It will be Brisbane where we may see the best prospects for value uplift in prime grade office markets over the next couple of years, according to property analysts Urbis.
Occupier metrics have troughed, resulting in an environment where discerning capital will increasingly look to enter the market on the back of a relative value play compared to Sydney and Melbourne.
Urbis Real Estate Advisory Director Fraser Bentley presented the Office Market Report figures in Brisbane last week on behalf of the Property Council of Australia, and said that the total Brisbane vacancy rate fell for the first time in years from 16.9 per cent to 15.3 per cent.
He said it is expected to fall considerably further over the coming two years.
“Queens Wharf continues to be a catalyst for change in the CBD. The stock withdrawals for Queens Wharf contributed, but it was the net absorption of 50,000sqm for the half and approximately 95,000sqm for the year that also had a big impact,” Mr Fraser said.
“The full-year figure was a record high that really took us by pleasant surprise – it’s a shot in the arm for the confidence of the local market.”
Brisbane set to show sustained improvement
The Brisbane CBD office market has shown sustained improvement, with CBD leasing activity stronger than expected over past six months – this is now a continuing trend, having occurred in back-to-back biannual surveys.
Queensland public sector demand for office space been positive. Business conditions are set to improve over the coming years, after an extended period of weakness.
Mr Fraser said the decline in effective rentals is now expected to have been arrested and a period of stability is likely to occur into 2017 before a return to growth for 2018 as incentives contract.
North Sydney to benefit from falling CBD rates
Meanwhile, the Sydney occupier market has experienced an extraordinary year with stock withdrawals coupled with demand, leading to strong effective rentals being experienced across all sectors, particularly B Grade stock.
Sydney CBD vacancies edged up over the last six months from 5.6 per cent to 6.2 per cent, which is partly related to the reduced tenant footprint associated with big tenants moves such as PwC and HSBC to Barangaroo.
Mr Fraser said that Sydney CBD vacancy rates should fall to below five per cent over the next two years.
“Accordingly, I can see the suburban markets, especially North Sydney benefitting. All eyes will be on the movements of NBN, Coca Cola Amatil, Flight Centre, Mastercard and Veda,” he said.
Melbourne finds balance in supply and demand
In comparison, Melbourne occupier markets also experienced a solid year, with balance found between demand and supply. Moderate effective rental growth was recorded.

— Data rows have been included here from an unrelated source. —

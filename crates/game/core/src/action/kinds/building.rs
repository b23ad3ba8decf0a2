use crate::action::{
    ActionContext, ActionRejected, ActionTransition, Capabilities, EffectContext, Message, ensure,
};
use crate::catalog::BuildingEntity;
use crate::cost::{DiceRequirement, ResourceCost};
use crate::state::{EntityId, TileIndex, TileState};

fn building<'a>(
    ctx: &ActionContext<'a>,
    id: &EntityId,
) -> Result<&'a BuildingEntity, ActionRejected> {
    ctx.catalog
        .try_building(id)
        .ok_or_else(|| ActionRejected::UnknownEntity { id: id.clone() })
}

fn tile_mut<'s>(
    ctx: &'s mut EffectContext<'_>,
    tile: TileIndex,
) -> Result<&'s mut TileState, ActionRejected> {
    ctx.state
        .map
        .tile_mut(tile)
        .ok_or(ActionRejected::UnknownTile { tile })
}

#[derive(Clone, Debug, PartialEq, Eq)]
#[cfg_attr(feature = "serde", derive(serde::Serialize, serde::Deserialize))]
pub struct BuildingStartArgs {
    pub building: EntityId,
    pub tile: TileIndex,
}

/// Lays the foundation of a building on a controlled tile. The building
/// stands once its build time has passed.
pub struct BuildingStart;

impl ActionTransition for BuildingStart {
    type Args = BuildingStartArgs;
    const CAPABILITIES: Capabilities = Capabilities::DELAYED;

    fn cost(
        &self,
        args: &BuildingStartArgs,
        ctx: &ActionContext<'_>,
    ) -> Result<ResourceCost, ActionRejected> {
        Ok(building(ctx, &args.building)?
            .cost
            .merged(&ctx.config().build_cost)?)
    }

    fn dice(
        &self,
        args: &BuildingStartArgs,
        ctx: &ActionContext<'_>,
    ) -> Result<DiceRequirement, ActionRejected> {
        Ok(building(ctx, &args.building)?.dice_requirement())
    }

    fn delay(&self, args: &BuildingStartArgs, ctx: &ActionContext<'_>) -> Result<u64, ActionRejected> {
        Ok(building(ctx, &args.building)?.build_ticks)
    }

    fn initiate_check(
        &self,
        args: &BuildingStartArgs,
        ctx: &ActionContext<'_>,
    ) -> Result<(), ActionRejected> {
        building(ctx, &args.building)?;
        ctx.require_available(&args.building)?;
        ctx.require_control(args.tile)?;

        let tile = ctx
            .state
            .map
            .tile(args.tile)
            .ok_or(ActionRejected::UnknownTile { tile: args.tile })?;
        ensure(!tile.buildings.contains(&args.building), || {
            ActionRejected::BuildingPresent {
                tile: args.tile,
                building: args.building.clone(),
            }
        })?;
        ensure(
            !tile
                .unfinished
                .values()
                .any(|set| set.contains(&args.building)),
            || ActionRejected::BuildingUnderConstruction {
                tile: args.tile,
                building: args.building.clone(),
            },
        )?;
        ensure(tile.has_free_parcel(), || ActionRejected::NoFreeParcel {
            tile: args.tile,
        })
    }

    fn commit(&self, args: &BuildingStartArgs, ctx: &mut EffectContext<'_>) -> Result<(), ActionRejected> {
        let team = ctx.team_id()?;
        tile_mut(ctx, args.tile)?
            .unfinished
            .entry(team)
            .or_default()
            .insert(args.building.clone());
        ctx.info(
            Message::info(
                "building.started",
                format!("Construction of {} on tile {} started", args.building, args.tile),
            )
            .with_ref(&args.building),
        );
        Ok(())
    }

    fn delayed(&self, args: &BuildingStartArgs, ctx: &mut EffectContext<'_>) -> Result<(), ActionRejected> {
        let team = ctx.team_id()?;
        let tile = tile_mut(ctx, args.tile)?;
        ensure(tile.take_unfinished(&team, &args.building), || {
            ActionRejected::BuildingMissing {
                tile: args.tile,
                building: args.building.clone(),
            }
        })?;
        tile.buildings.insert(args.building.clone());
        let crowded = tile.is_over_capacity();

        ctx.warn_if(crowded, || {
            Message::warning(
                "tile.over_capacity",
                format!("Tile {} holds more buildings than parcels", args.tile),
            )
        });
        let message = Message::info(
            "building.finished",
            format!("{} on tile {} is finished", args.building, args.tile),
        )
        .with_ref(&args.building);
        ctx.info(message.clone());
        ctx.notify(&team, message);
        Ok(())
    }
}

#[derive(Clone, Debug, PartialEq, Eq)]
#[cfg_attr(feature = "serde", derive(serde::Serialize, serde::Deserialize))]
pub struct BuildingDemolishArgs {
    pub building: EntityId,
    pub tile: TileIndex,
}

/// Tears down a finished building on a controlled tile.
pub struct BuildingDemolish;

impl ActionTransition for BuildingDemolish {
    type Args = BuildingDemolishArgs;
    const CAPABILITIES: Capabilities = Capabilities::IMMEDIATE;

    fn cost(
        &self,
        _args: &BuildingDemolishArgs,
        ctx: &ActionContext<'_>,
    ) -> Result<ResourceCost, ActionRejected> {
        Ok(ctx.config().demolition_cost.clone())
    }

    fn initiate_check(
        &self,
        args: &BuildingDemolishArgs,
        ctx: &ActionContext<'_>,
    ) -> Result<(), ActionRejected> {
        ctx.require_control(args.tile)?;
        let present = ctx
            .state
            .map
            .tile(args.tile)
            .is_some_and(|tile| tile.buildings.contains(&args.building));
        ensure(present, || ActionRejected::BuildingMissing {
            tile: args.tile,
            building: args.building.clone(),
        })
    }

    fn commit(
        &self,
        args: &BuildingDemolishArgs,
        ctx: &mut EffectContext<'_>,
    ) -> Result<(), ActionRejected> {
        let removed = tile_mut(ctx, args.tile)?.buildings.remove(&args.building);
        ensure(removed, || ActionRejected::BuildingMissing {
            tile: args.tile,
            building: args.building.clone(),
        })?;
        ctx.info(
            Message::info(
                "building.demolished",
                format!("{} on tile {} was demolished", args.building, args.tile),
            )
            .with_ref(&args.building),
        );
        Ok(())
    }
}

#[derive(Clone, Debug, PartialEq, Eq)]
#[cfg_attr(feature = "serde", derive(serde::Serialize, serde::Deserialize))]
pub struct RoadBuildArgs {
    pub from: TileIndex,
    pub to: TileIndex,
}

/// Builds a road between a controlled tile and a neighbour. Roads shorten
/// army travel over that edge in both directions.
pub struct RoadBuild;

impl ActionTransition for RoadBuild {
    type Args = RoadBuildArgs;
    const CAPABILITIES: Capabilities = Capabilities::DELAYED;

    fn cost(&self, _args: &RoadBuildArgs, ctx: &ActionContext<'_>) -> Result<ResourceCost, ActionRejected> {
        Ok(ctx.config().road_cost.clone())
    }

    fn delay(&self, _args: &RoadBuildArgs, ctx: &ActionContext<'_>) -> Result<u64, ActionRejected> {
        Ok(ctx.config().road_ticks)
    }

    fn initiate_check(&self, args: &RoadBuildArgs, ctx: &ActionContext<'_>) -> Result<(), ActionRejected> {
        let RoadBuildArgs { from, to } = *args;
        ctx.require_tile(to)?;
        ctx.require_control(from)?;
        let adjacent = ctx
            .catalog
            .try_tile(from)
            .is_some_and(|template| template.neighbours.contains(&to));
        ensure(adjacent, || ActionRejected::NotAdjacent { from, to })?;
        ensure(!ctx.state.map.has_road(from, to), || {
            ActionRejected::RoadExists { from, to }
        })
    }

    fn commit(&self, args: &RoadBuildArgs, ctx: &mut EffectContext<'_>) -> Result<(), ActionRejected> {
        ctx.info(Message::info(
            "road.started",
            format!("Road between {} and {} started", args.from, args.to),
        ));
        Ok(())
    }

    fn delayed(&self, args: &RoadBuildArgs, ctx: &mut EffectContext<'_>) -> Result<(), ActionRejected> {
        let RoadBuildArgs { from, to } = *args;
        let team = ctx.team_id()?;
        ensure(!ctx.state.map.has_road(from, to), || {
            ActionRejected::RoadExists { from, to }
        })?;
        ensure(ctx.state.map.add_road(from, to), || {
            ActionRejected::UnknownTile { tile: to }
        })?;

        let message = Message::info(
            "road.finished",
            format!("Road between {from} and {to} is finished"),
        );
        ctx.info(message.clone());
        ctx.notify(&team, message);
        Ok(())
    }
}

#[cfg(test)]
mod tests {
    use rust_decimal::Decimal;

    use super::*;
    use crate::action::ActionResult;
    use crate::engine::testing::Harness;

    fn first_error(result: &ActionResult) -> Option<&str> {
        result.errors().next().map(|m| m.template.as_str())
    }

    fn sawmill(tile: TileIndex) -> BuildingStartArgs {
        BuildingStartArgs {
            building: "bui-sawmill".into(),
            tile,
        }
    }

    fn prepared() -> Harness {
        let mut harness = Harness::new();
        harness
            .team_mut("red")
            .resources
            .set(&"pro-wood".into(), Decimal::from(20))
            .unwrap();
        harness
    }

    #[test]
    fn building_stands_after_build_time() {
        let mut harness = prepared();
        let result = harness.submit("red", sawmill(1));
        assert!(result.is_committed(), "{result:?}");
        assert_eq!(harness.balance("red", "pro-wood"), Decimal::from(15));
        assert_eq!(harness.balance("red", "res-work"), Decimal::from(90));
        assert!(harness.state.map.tile(1).unwrap().is_unfinished(&"red".into(), &"bui-sawmill".into()));

        harness.tick_to(3);
        let tile = harness.state.map.tile(1).unwrap();
        assert!(tile.buildings.contains(&EntityId::from("bui-sawmill")));
        assert!(tile.unfinished.is_empty());
    }

    #[test]
    fn building_requires_a_controlled_free_tile() {
        let mut harness = prepared();
        assert_eq!(
            first_error(&harness.submit("red", sawmill(2))),
            Some("ACTION_TILE_NOT_CONTROLLED")
        );

        harness.submit("red", sawmill(1));
        assert_eq!(
            first_error(&harness.submit("red", sawmill(1))),
            Some("ACTION_BUILDING_UNDER_CONSTRUCTION")
        );
    }

    #[test]
    fn overbuilt_tile_completes_with_a_warning() {
        let mut harness = prepared();
        harness.submit("red", sawmill(1));
        // an operator squeezed the tile down meanwhile
        harness.state.map.tile_mut(1).unwrap().parcels = 0;

        let report = harness.tick_to(3);
        assert!(report.effects[0].is_committed());
        assert_eq!(report.effects[0].warnings().count(), 1);
    }

    #[test]
    fn demolition_frees_the_parcel() {
        let mut harness = prepared();
        harness.submit("red", sawmill(1));
        harness.tick_to(3);
        let result = harness.submit(
            "red",
            BuildingDemolishArgs {
                building: "bui-sawmill".into(),
                tile: 1,
            },
        );
        assert!(result.is_committed(), "{result:?}");
        assert!(harness.state.map.tile(1).unwrap().buildings.is_empty());
    }

    #[test]
    fn road_connects_both_directions() {
        let mut harness = Harness::new();
        let result = harness.submit("red", RoadBuildArgs { from: 1, to: 2 });
        assert!(result.is_committed(), "{result:?}");
        assert_eq!(result.scheduled_delay, Some(4));
        assert!(!harness.state.map.has_road(1, 2));

        harness.tick_to(4);
        assert!(harness.state.map.has_road(1, 2));
        assert!(harness.state.map.has_road(2, 1));

        let again = harness.submit("red", RoadBuildArgs { from: 1, to: 2 });
        assert_eq!(first_error(&again), Some("ACTION_ROAD_EXISTS"));
        let far = harness.submit("red", RoadBuildArgs { from: 1, to: 3 });
        assert_eq!(first_error(&far), Some("ACTION_NOT_ADJACENT"));
    }
}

Melbourne CBD vacancies tightened up further over the last six months, from 7.0 per cent to 6.4 per cent. Strong net absorption of 117,000sqm for the full year was recorded – the best in the nation.
A tale of three cities
Fraser said the capital markets have done a great deal of the ‘heavy lifting’, with yields having markedly dropped for prime – 200 basis points over the last two years.
"Despite bonds jumping in late 2016, the bonds and interest rate outlook has moderated, and therefore we expect to see the “lower for longer” theme continuing for some time yet."Offshore capital continues to look to the Australian markets for opportunities and this is expected to continue. Competition between domestic and offshore capital investors is expected to remain a continuing theme.
“Sydney and Melbourne prime yields are now below five per cent. Whilst the yield cycle is now maturing, we are likely to see some yield tightening in selective asset classes or markets with superior income appreciation prospects," he said.
“Therefore, it is Brisbane that could well see the relative value play come to the fore, where yields presently remain some 150 to 200 basis points above that of Sydney and Melbourne."